**Exercise aim**
Search the material below for lines containing the string "impl", and copy every one you find.

**Dataset records**

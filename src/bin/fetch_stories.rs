// src/bin/fetch_stories.rs
// One-off refresh: fetch, enrich and cache the ranked stories, then report.
// Usage:
//   cargo run --bin fetch_stories
//   HN_FETCH_LIMIT=10 cargo run --bin fetch_stories

use anyhow::Context;
use hn_insights::config::InsightsConfig;

#[tokio::main]
async fn main() -> anyhow::Result<()> {
    let _ = dotenvy::dotenv();
    hn_insights::init_tracing();

    let cfg = InsightsConfig::load_default().context("loading insights config")?;
    let orchestrator = hn_insights::build_orchestrator(&cfg)?;

    let snapshot = orchestrator
        .get_snapshot()
        .await
        .with_context(|| format!("fetching top stories from {}", cfg.base_url))?;

    println!("Cached {} stories", snapshot.len());
    Ok(())
}
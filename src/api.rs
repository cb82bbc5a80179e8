use std::sync::Arc;

use axum::{
    extract::{
        ws::{Message, WebSocket, WebSocketUpgrade},
        Query, State,
    },
    http::StatusCode,
    response::{IntoResponse, Response},
    routing::get,
    Json, Router,
};
use chrono::DateTime;
use serde_json::json;
use tower_http::cors::CorsLayer;

use crate::analytics::{self, Insights};
use crate::error::TransportError;
use crate::orchestrator::RefreshOrchestrator;
use crate::snapshot::{EnrichedItem, Snapshot};

#[derive(Clone)]
pub struct AppState {
    orchestrator: Arc<RefreshOrchestrator>,
}

impl AppState {
    pub fn new(orchestrator: Arc<RefreshOrchestrator>) -> Self {
        Self { orchestrator }
    }

    pub fn orchestrator(&self) -> &Arc<RefreshOrchestrator> {
        &self.orchestrator
    }
}

pub fn router(state: AppState) -> Router {
    Router::new()
        .route("/health", get(|| async { "OK" }))
        .route("/v0/stories", get(stories))
        .route("/v0/insights", get(insights))
        .route("/v0/trending", get(trending))
        .route("/v0/correlation", get(correlation))
        .route("/ws/stories", get(ws_stories))
        .layer(CorsLayer::very_permissive())
        .with_state(state)
}

/// Upstream failure surfaced to HTTP callers as 502.
pub struct ApiError(TransportError);

impl From<TransportError> for ApiError {
    fn from(e: TransportError) -> Self {
        Self(e)
    }
}

impl IntoResponse for ApiError {
    fn into_response(self) -> Response {
        tracing::warn!(target: "api", error = %self.0, kind = self.0.kind(), "snapshot unavailable");
        let body = Json(json!({ "error": self.0.to_string() }));
        (StatusCode::BAD_GATEWAY, body).into_response()
    }
}

#[derive(Debug, serde::Deserialize)]
struct SizeQuery {
    #[serde(default)]
    n: Option<usize>,
}

/// Wire shape of one story.
#[derive(Debug, serde::Serialize)]
pub struct StoryOut {
    pub id: u64,
    pub title: String,
    pub url: Option<String>,
    /// RFC 3339; the epoch when the upstream item had no time.
    pub time: String,
    pub score: u64,
    pub descendants: u64,
    pub by: String,
    pub domain: String,
    pub keywords: Vec<String>,
}

impl From<&EnrichedItem> for StoryOut {
    fn from(it: &EnrichedItem) -> Self {
        Self {
            id: it.raw.id,
            title: it.raw.title.clone(),
            url: it.raw.url.clone(),
            time: DateTime::from_timestamp(it.raw.time, 0)
                .unwrap_or_default()
                .to_rfc3339(),
            score: it.raw.score,
            descendants: it.raw.descendants,
            by: it.raw.by.clone(),
            domain: it.domain.clone(),
            keywords: it.keywords.clone(),
        }
    }
}

fn stories_out(snapshot: &Snapshot) -> Vec<StoryOut> {
    snapshot.items().iter().map(StoryOut::from).collect()
}

async fn stories(State(state): State<AppState>) -> Result<Json<Vec<StoryOut>>, ApiError> {
    let snapshot = state.orchestrator.get_snapshot().await?;
    Ok(Json(stories_out(&snapshot)))
}

async fn insights(
    State(state): State<AppState>,
    Query(q): Query<SizeQuery>,
) -> Result<Json<Insights>, ApiError> {
    let snapshot = state.orchestrator.get_snapshot().await?;
    Ok(Json(state.orchestrator.insights(&snapshot, q.n)))
}

#[derive(serde::Serialize)]
struct TrendingOut {
    trending: Vec<(String, usize)>,
}

async fn trending(
    State(state): State<AppState>,
    Query(q): Query<SizeQuery>,
) -> Result<Json<TrendingOut>, ApiError> {
    let snapshot = state.orchestrator.get_snapshot().await?;
    Ok(Json(TrendingOut {
        trending: state.orchestrator.trending(&snapshot, q.n),
    }))
}

#[derive(serde::Serialize)]
struct PairsOut {
    pairs: Vec<(u64, u64)>,
}

async fn correlation(State(state): State<AppState>) -> Result<Json<PairsOut>, ApiError> {
    let snapshot = state.orchestrator.get_snapshot().await?;
    Ok(Json(PairsOut {
        pairs: analytics::score_comment_pairs(&snapshot),
    }))
}

async fn ws_stories(ws: WebSocketUpgrade, State(state): State<AppState>) -> Response {
    ws.on_upgrade(move |socket| stories_socket(socket, state))
}

/// Answer every client message with the current stories.
async fn stories_socket(mut socket: WebSocket, state: AppState) {
    while let Some(msg) = socket.recv().await {
        let msg = match msg {
            Ok(m) => m,
            Err(e) => {
                tracing::debug!(target: "api", error = %e, "websocket receive failed");
                break;
            }
        };
        match msg {
            Message::Close(_) => break,
            Message::Text(_) | Message::Binary(_) => {
                let payload = match state.orchestrator.get_snapshot().await {
                    Ok(snapshot) => json!({ "stories": stories_out(&snapshot) }),
                    Err(e) => json!({ "error": e.to_string() }),
                };
                if socket
                    .send(Message::Text(payload.to_string().into()))
                    .await
                    .is_err()
                {
                    break;
                }
            }
            _ => {}
        }
    }
}
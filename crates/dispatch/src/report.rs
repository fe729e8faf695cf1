use std::fmt;

use crate::error::DispatchError;
use crate::invocation::{BuildRequest, WorkflowTarget};
use crate::runner::CommandRunner;

pub const SUCCESS_MESSAGE: &str =
    "🚀 Build Dispatched! The cloud is now compiling your Haswell kernel.";
pub const FAILURE_MARKER: &str = "❌ Failed to dispatch build.";
pub const AUTH_HINT: &str = "Ensure 'gh auth login' is active.";

/// Outcome of one dispatch attempt.
///
/// `Succeeded` only means the dispatch command returned 0 locally; the remote build may still
/// fail or never start.
#[derive(Debug)]
pub enum DispatchReport {
    Succeeded,
    Failed(DispatchError),
}

impl DispatchReport {
    pub fn is_succeeded(&self) -> bool {
        matches!(self, Self::Succeeded)
    }

    /// Text handed back to the tool caller.
    pub fn message(&self) -> String {
        self.to_string()
    }
}

impl fmt::Display for DispatchReport {
    fn fmt(&self, f: &mut fmt::Formatter<'_>) -> fmt::Result {
        match self {
            Self::Succeeded => f.write_str(SUCCESS_MESSAGE),
            Self::Failed(err) => write!(f, "{FAILURE_MARKER} {AUTH_HINT} Error: {err}"),
        }
    }
}

/// Run the build workflow for `request` once and report how the dispatch command ended.
///
/// Never fails: every process outcome, including a missing executable, becomes a report.
pub async fn dispatch<R>(
    runner: &R,
    target: &WorkflowTarget,
    request: &BuildRequest,
) -> DispatchReport
where
    R: CommandRunner + ?Sized,
{
    let invocation = target.invocation(request);
    log::info!("Dispatching kernel build: {invocation}");

    match runner.run(&invocation).await.into_result(&invocation) {
        Ok(stdout) => {
            log::info!("Kernel build dispatched for branch '{}'", request.branch());
            if !stdout.trim().is_empty() {
                log::debug!("{} stdout: {}", target.program.display(), stdout.trim_end());
            }
            DispatchReport::Succeeded
        }
        Err(err) => {
            log::warn!("Kernel build dispatch failed: {err}");
            DispatchReport::Failed(err)
        }
    }
}
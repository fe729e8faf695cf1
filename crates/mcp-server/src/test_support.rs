use std::sync::Mutex;

/// Serializes tests that touch process-wide env vars.
#[cfg(test)]
pub(crate) static ENV_MUTEX: Mutex<()> = Mutex::new(());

**Result of the task**
impl AppState {
impl From<TransportError> for ApiError {
impl IntoResponse for ApiError {
impl From<&EnrichedItem> for StoryOut {
impl DispatchReport {
impl fmt::Display for DispatchReport {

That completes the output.